__ASSIGNMENT__
Each line of the data below either holds "spelling" or does not. Report how many do, and only that.

__RECORD EXCERPTS__
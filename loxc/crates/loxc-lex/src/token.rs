//! Token definitions for the Lox lexer.
//!
//! A [`Token`] pairs a [`TokenKind`] with the exact source text it was read
//! from, the normalized literal value for strings and numbers, and the line
//! it ended on.

use std::fmt;

use rustc_hash::FxHashMap;
use serde::Serialize;

/// The closed set of token kinds.
#[derive(Clone, Copy, Debug, PartialEq, Eq, Hash, Serialize)]
#[serde(rename_all = "SCREAMING_SNAKE_CASE")]
pub enum TokenKind {
    // ========================================================================
    // Single-character punctuation
    // ========================================================================
    /// `(`
    LeftParen,
    /// `)`
    RightParen,
    /// `{`
    LeftBrace,
    /// `}`
    RightBrace,
    /// `*`
    Star,
    /// `.`
    Dot,
    /// `,`
    Comma,
    /// `+`
    Plus,
    /// `-`
    Minus,
    /// `/`
    Slash,
    /// `;`
    Semicolon,

    // ========================================================================
    // One or two character operators
    // ========================================================================
    /// `!`
    Bang,
    /// `!=`
    BangEqual,
    /// `=`
    Equal,
    /// `==`
    EqualEqual,
    /// `<`
    Less,
    /// `<=`
    LessEqual,
    /// `>`
    Greater,
    /// `>=`
    GreaterEqual,

    // ========================================================================
    // Literals
    // ========================================================================
    /// `"..."`
    String,
    /// `123`, `4.5`
    Number,
    /// Any name that is not a keyword.
    Identifier,

    // ========================================================================
    // Keywords
    // ========================================================================
    /// `and`
    And,
    /// `class`
    Class,
    /// `else`
    Else,
    /// `false`
    False,
    /// `for`
    For,
    /// `fun`
    Fun,
    /// `if`
    If,
    /// `nil`
    Nil,
    /// `or`
    Or,
    /// `print`
    Print,
    /// `return`
    Return,
    /// `super`
    Super,
    /// `this`
    This,
    /// `true`
    True,
    /// `var`
    Var,
    /// `while`
    While,

    /// End of input.
    Eof,
}

impl TokenKind {
    /// Every keyword together with its source spelling.
    pub const KEYWORDS: [(&'static str, TokenKind); 16] = [
        ("and", TokenKind::And),
        ("class", TokenKind::Class),
        ("else", TokenKind::Else),
        ("false", TokenKind::False),
        ("for", TokenKind::For),
        ("fun", TokenKind::Fun),
        ("if", TokenKind::If),
        ("nil", TokenKind::Nil),
        ("or", TokenKind::Or),
        ("print", TokenKind::Print),
        ("return", TokenKind::Return),
        ("super", TokenKind::Super),
        ("this", TokenKind::This),
        ("true", TokenKind::True),
        ("var", TokenKind::Var),
        ("while", TokenKind::While),
    ];

    /// The fixed uppercase name used in token listings.
    ///
    /// # Example
    ///
    /// ```
    /// use loxc_lex::TokenKind;
    ///
    /// assert_eq!(TokenKind::BangEqual.as_str(), "BANG_EQUAL");
    /// assert_eq!(TokenKind::Eof.as_str(), "EOF");
    /// ```
    pub fn as_str(&self) -> &'static str {
        match self {
            TokenKind::LeftParen => "LEFT_PAREN",
            TokenKind::RightParen => "RIGHT_PAREN",
            TokenKind::LeftBrace => "LEFT_BRACE",
            TokenKind::RightBrace => "RIGHT_BRACE",
            TokenKind::Star => "STAR",
            TokenKind::Dot => "DOT",
            TokenKind::Comma => "COMMA",
            TokenKind::Plus => "PLUS",
            TokenKind::Minus => "MINUS",
            TokenKind::Slash => "SLASH",
            TokenKind::Semicolon => "SEMICOLON",
            TokenKind::Bang => "BANG",
            TokenKind::BangEqual => "BANG_EQUAL",
            TokenKind::Equal => "EQUAL",
            TokenKind::EqualEqual => "EQUAL_EQUAL",
            TokenKind::Less => "LESS",
            TokenKind::LessEqual => "LESS_EQUAL",
            TokenKind::Greater => "GREATER",
            TokenKind::GreaterEqual => "GREATER_EQUAL",
            TokenKind::String => "STRING",
            TokenKind::Number => "NUMBER",
            TokenKind::Identifier => "IDENTIFIER",
            TokenKind::And => "AND",
            TokenKind::Class => "CLASS",
            TokenKind::Else => "ELSE",
            TokenKind::False => "FALSE",
            TokenKind::For => "FOR",
            TokenKind::Fun => "FUN",
            TokenKind::If => "IF",
            TokenKind::Nil => "NIL",
            TokenKind::Or => "OR",
            TokenKind::Print => "PRINT",
            TokenKind::Return => "RETURN",
            TokenKind::Super => "SUPER",
            TokenKind::This => "THIS",
            TokenKind::True => "TRUE",
            TokenKind::Var => "VAR",
            TokenKind::While => "WHILE",
            TokenKind::Eof => "EOF",
        }
    }

    /// Returns true for the sixteen reserved words.
    pub fn is_keyword(&self) -> bool {
        matches!(
            self,
            TokenKind::And
                | TokenKind::Class
                | TokenKind::Else
                | TokenKind::False
                | TokenKind::For
                | TokenKind::Fun
                | TokenKind::If
                | TokenKind::Nil
                | TokenKind::Or
                | TokenKind::Print
                | TokenKind::Return
                | TokenKind::Super
                | TokenKind::This
                | TokenKind::True
                | TokenKind::Var
                | TokenKind::While
        )
    }

    /// Returns true for string, number and identifier tokens.
    pub fn is_literal(&self) -> bool {
        matches!(
            self,
            TokenKind::String | TokenKind::Number | TokenKind::Identifier
        )
    }

    /// Returns true for kinds that carry a normalized literal value.
    pub fn has_literal_value(&self) -> bool {
        matches!(self, TokenKind::String | TokenKind::Number)
    }

    /// Returns true for arithmetic, access and comparison operators.
    pub fn is_operator(&self) -> bool {
        matches!(
            self,
            TokenKind::Star
                | TokenKind::Dot
                | TokenKind::Comma
                | TokenKind::Plus
                | TokenKind::Minus
                | TokenKind::Slash
                | TokenKind::Bang
                | TokenKind::BangEqual
                | TokenKind::Equal
                | TokenKind::EqualEqual
                | TokenKind::Less
                | TokenKind::LessEqual
                | TokenKind::Greater
                | TokenKind::GreaterEqual
        )
    }
}

impl fmt::Display for TokenKind {
    fn fmt(&self, f: &mut fmt::Formatter<'_>) -> fmt::Result {
        f.write_str(self.as_str())
    }
}

/// Immutable mapping from keyword spelling to [`TokenKind`].
///
/// Built once when a lexer is created and only read afterwards.
///
/// # Example
///
/// ```
/// use loxc_lex::{KeywordTable, TokenKind};
///
/// let keywords = KeywordTable::new();
/// assert_eq!(keywords.get("class"), Some(TokenKind::Class));
/// assert_eq!(keywords.get("classify"), None);
/// ```
#[derive(Clone, Debug)]
pub struct KeywordTable {
    map: FxHashMap<&'static str, TokenKind>,
}

impl KeywordTable {
    /// Builds the table of the sixteen Lox keywords.
    pub fn new() -> Self {
        Self {
            map: TokenKind::KEYWORDS.iter().copied().collect(),
        }
    }

    /// Looks up an exact lexeme.
    #[inline]
    pub fn get(&self, text: &str) -> Option<TokenKind> {
        self.map.get(text).copied()
    }

    /// Classifies an identifier-shaped lexeme as a keyword or `Identifier`.
    #[inline]
    pub fn classify(&self, text: &str) -> TokenKind {
        self.get(text).unwrap_or(TokenKind::Identifier)
    }

    /// Number of keywords in the table.
    pub fn len(&self) -> usize {
        self.map.len()
    }

    /// Returns true if the table has no entries.
    pub fn is_empty(&self) -> bool {
        self.map.is_empty()
    }
}

impl Default for KeywordTable {
    fn default() -> Self {
        Self::new()
    }
}

/// A classified lexeme.
///
/// Tokens are immutable once built. The constructors keep the rule that only
/// `String` and `Number` tokens carry a literal value.
#[derive(Clone, Debug, PartialEq, Eq, Serialize)]
pub struct Token {
    kind: TokenKind,
    lexeme: String,
    literal: Option<String>,
    line: u32,
}

impl Token {
    /// Creates a token without a literal value.
    ///
    /// Use [`Token::string`] or [`Token::number`] for literal-bearing kinds.
    pub fn new(kind: TokenKind, lexeme: impl Into<String>, line: u32) -> Self {
        debug_assert!(
            !kind.has_literal_value(),
            "{kind} tokens must be built with their literal value"
        );
        Self {
            kind,
            lexeme: lexeme.into(),
            literal: None,
            line,
        }
    }

    /// Creates a `String` token; `value` is the text between the quotes.
    pub fn string(lexeme: impl Into<String>, value: impl Into<String>, line: u32) -> Self {
        Self {
            kind: TokenKind::String,
            lexeme: lexeme.into(),
            literal: Some(value.into()),
            line,
        }
    }

    /// Creates a `Number` token; `value` is the canonical rendering.
    pub fn number(lexeme: impl Into<String>, value: impl Into<String>, line: u32) -> Self {
        Self {
            kind: TokenKind::Number,
            lexeme: lexeme.into(),
            literal: Some(value.into()),
            line,
        }
    }

    /// Creates the end-of-input token.
    pub fn eof(line: u32) -> Self {
        Self {
            kind: TokenKind::Eof,
            lexeme: String::new(),
            literal: None,
            line,
        }
    }

    /// The token's kind.
    pub fn kind(&self) -> TokenKind {
        self.kind
    }

    /// The exact source text of the token.
    pub fn lexeme(&self) -> &str {
        &self.lexeme
    }

    /// The normalized literal value, present for strings and numbers.
    pub fn literal(&self) -> Option<&str> {
        self.literal.as_deref()
    }

    /// Line the token ended on (1-based).
    pub fn line(&self) -> u32 {
        self.line
    }

    /// Returns true for the end-of-input token.
    pub fn is_eof(&self) -> bool {
        self.kind == TokenKind::Eof
    }
}

/// Renders `<KIND> <LEXEME> <LITERAL>`, with `null` for a missing literal.
///
/// # Example
///
/// ```
/// use loxc_lex::Token;
///
/// assert_eq!(Token::number("42", "42.0", 1).to_string(), "NUMBER 42 42.0");
/// assert_eq!(Token::eof(1).to_string(), "EOF  null");
/// ```
impl fmt::Display for Token {
    fn fmt(&self, f: &mut fmt::Formatter<'_>) -> fmt::Result {
        write!(
            f,
            "{} {} {}",
            self.kind,
            self.lexeme,
            self.literal.as_deref().unwrap_or("null")
        )
    }
}
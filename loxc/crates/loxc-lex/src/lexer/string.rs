//! String literal lexing.
//!
//! Lox strings have no escape sequences and may span lines. The literal value
//! is the raw text between the quotes.

use crate::error::LexError;
use crate::token::Token;
use crate::Lexer;

impl<'a> Lexer<'a> {
    /// Lexes a string literal starting at the opening quote.
    ///
    /// Returns `None` after reporting an unterminated string; the rest of
    /// the source has been consumed by then.
    pub fn lex_string(&mut self) -> Option<Token> {
        self.cursor.advance();
        let content_start = self.cursor.position();

        self.cursor.advance_while(|c| c != '"');

        if self.cursor.is_at_end() {
            self.report_error(LexError::UnterminatedString);
            return None;
        }

        let value = self.cursor.slice_from(content_start);
        self.cursor.advance();

        Some(Token::string(self.lexeme(), value, self.cursor.line()))
    }
}
//! Unicode utilities for the Lox lexer.
//!
//! This module decides which code points may start or continue an
//! identifier. There are two rules, selected by
//! [`LexerConfig::unicode_identifiers`](crate::LexerConfig):
//!
//! - **basic**: `_` or a Unicode alphabetic character starts an identifier;
//!   `_` or a Unicode alphanumeric character continues one.
//! - **extended**: everything in the basic rule, plus any non-ASCII code
//!   point whose general category is Letter (L*), Mark (M*), Number (N*) or
//!   Symbol (S*), plus the emoji glue characters U+200D, U+FE0E and U+FE0F.
//!   Punctuation (P*), separators (Z*) and the other categories (C*) never
//!   qualify.
//!
//! In both rules ASCII stays strict: only letters, digits and `_`. The
//! reserved symbols `@ # $ % ^ & *` are rejected explicitly.

use unicode_general_category::{get_general_category, GeneralCategory};

use crate::config::LexerConfig;

/// U+200D ZERO WIDTH JOINER, glues emoji into one glyph.
pub const ZERO_WIDTH_JOINER: char = '\u{200D}';

/// U+FE0E VARIATION SELECTOR-15, text presentation.
pub const TEXT_PRESENTATION_SELECTOR: char = '\u{FE0E}';

/// U+FE0F VARIATION SELECTOR-16, emoji presentation.
pub const EMOJI_PRESENTATION_SELECTOR: char = '\u{FE0F}';

/// Symbols that never form part of an identifier.
pub const RESERVED_SYMBOLS: [char; 7] = ['@', '#', '$', '%', '^', '&', '*'];

/// Checks if a character is one of the reserved symbols.
///
/// # Example
///
/// ```
/// use loxc_lex::unicode::is_reserved_symbol;
///
/// assert!(is_reserved_symbol('@'));
/// assert!(is_reserved_symbol('$'));
/// assert!(!is_reserved_symbol('_'));
/// ```
#[inline]
pub fn is_reserved_symbol(c: char) -> bool {
    RESERVED_SYMBOLS.contains(&c)
}

/// Checks if a character only exists to shape an emoji sequence.
#[inline]
pub fn is_emoji_glue(c: char) -> bool {
    matches!(
        c,
        ZERO_WIDTH_JOINER | TEXT_PRESENTATION_SELECTOR | EMOJI_PRESENTATION_SELECTOR
    )
}

/// Checks if a character is valid as the start of an identifier.
///
/// # Example
///
/// ```
/// use loxc_lex::unicode::is_ident_start;
///
/// assert!(is_ident_start('a'));
/// assert!(is_ident_start('_'));
/// assert!(is_ident_start('α'));  // Greek alpha
/// assert!(!is_ident_start('1'));
/// assert!(!is_ident_start('+'));
/// ```
#[inline]
pub fn is_ident_start(c: char) -> bool {
    c == '_' || c.is_alphabetic()
}

/// Checks if a character is valid as a continuation of an identifier.
///
/// # Example
///
/// ```
/// use loxc_lex::unicode::is_ident_continue;
///
/// assert!(is_ident_continue('a'));
/// assert!(is_ident_continue('1'));
/// assert!(!is_ident_continue('-'));
/// assert!(!is_ident_continue(' '));
/// ```
#[inline]
pub fn is_ident_continue(c: char) -> bool {
    c == '_' || c.is_alphanumeric()
}

/// Checks if a character is a valid ASCII identifier continuation.
#[inline]
pub fn is_ascii_ident_continue(c: char) -> bool {
    c.is_ascii_alphanumeric() || c == '_'
}

/// Checks if a character belongs to an identifier under the extended rule.
///
/// # Example
///
/// ```
/// use loxc_lex::unicode::is_extended_ident_char;
///
/// assert!(is_extended_ident_char('x'));
/// assert!(is_extended_ident_char('😀'));
/// assert!(is_extended_ident_char('€'));
/// assert!(is_extended_ident_char('\u{200D}'));
/// assert!(!is_extended_ident_char('«'));  // punctuation
/// assert!(!is_extended_ident_char('@'));  // reserved
/// assert!(!is_extended_ident_char('+'));  // ASCII operator
/// ```
pub fn is_extended_ident_char(c: char) -> bool {
    if c.is_ascii() {
        return is_ascii_ident_continue(c) && !is_reserved_symbol(c);
    }
    if is_emoji_glue(c) {
        return true;
    }
    matches!(
        get_general_category(c),
        GeneralCategory::UppercaseLetter
            | GeneralCategory::LowercaseLetter
            | GeneralCategory::TitlecaseLetter
            | GeneralCategory::ModifierLetter
            | GeneralCategory::OtherLetter
            | GeneralCategory::NonspacingMark
            | GeneralCategory::SpacingMark
            | GeneralCategory::EnclosingMark
            | GeneralCategory::DecimalNumber
            | GeneralCategory::LetterNumber
            | GeneralCategory::OtherNumber
            | GeneralCategory::MathSymbol
            | GeneralCategory::CurrencySymbol
            | GeneralCategory::ModifierSymbol
            | GeneralCategory::OtherSymbol
    )
}

/// Identifier-start test for the given configuration.
///
/// ASCII digits are excluded in both modes; they always start a number.
#[inline]
pub fn starts_identifier(c: char, config: &LexerConfig) -> bool {
    if is_ident_start(c) {
        return true;
    }
    config.unicode_identifiers && !c.is_ascii_digit() && is_extended_ident_char(c)
}

/// Identifier-continue test for the given configuration.
#[inline]
pub fn continues_identifier(c: char, config: &LexerConfig) -> bool {
    if is_ident_continue(c) {
        return true;
    }
    config.unicode_identifiers && is_extended_ident_char(c)
}
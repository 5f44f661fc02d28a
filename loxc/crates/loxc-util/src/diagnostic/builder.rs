//! Diagnostic builder for fluent diagnostic construction.

use super::{Diagnostic, DiagnosticCode, Handler, Span};

/// A builder for constructing diagnostics with a fluent API
///
/// # Examples
///
/// ```
/// use loxc_util::diagnostic::{DiagnosticBuilder, DiagnosticCode, Span};
///
/// let diag = DiagnosticBuilder::error("Unexpected character: @")
///     .code(DiagnosticCode::E_LEXER_UNEXPECTED_CHAR)
///     .span(Span::new(0, 1, 1, 1))
///     .build();
/// assert_eq!(diag.to_string(), "[line 1] Error: Unexpected character: @.");
/// ```
pub struct DiagnosticBuilder {
    message: String,
    span: Span,
    code: Option<DiagnosticCode>,
}

impl DiagnosticBuilder {
    /// Create an error builder
    pub fn error(message: impl Into<String>) -> Self {
        Self {
            message: message.into(),
            span: Span::DUMMY,
            code: None,
        }
    }

    /// Set the diagnostic code
    pub fn code(mut self, code: DiagnosticCode) -> Self {
        self.code = Some(code);
        self
    }

    /// Set the source span
    pub fn span(mut self, span: Span) -> Self {
        self.span = span;
        self
    }

    /// Build the diagnostic
    pub fn build(self) -> Diagnostic {
        Diagnostic {
            message: self.message,
            span: self.span,
            code: self.code,
        }
    }

    /// Build and emit the diagnostic to the given handler
    ///
    /// # Examples
    ///
    /// ```
    /// use loxc_util::diagnostic::{DiagnosticBuilder, Handler, Span};
    ///
    /// let handler = Handler::new();
    /// DiagnosticBuilder::error("Invalid number")
    ///     .span(Span::DUMMY)
    ///     .emit(&handler);
    ///
    /// assert!(handler.has_errors());
    /// ```
    pub fn emit(self, handler: &Handler) {
        handler.emit_diagnostic(self.build());
    }
}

__SOLUTION TO THIS TASK__
2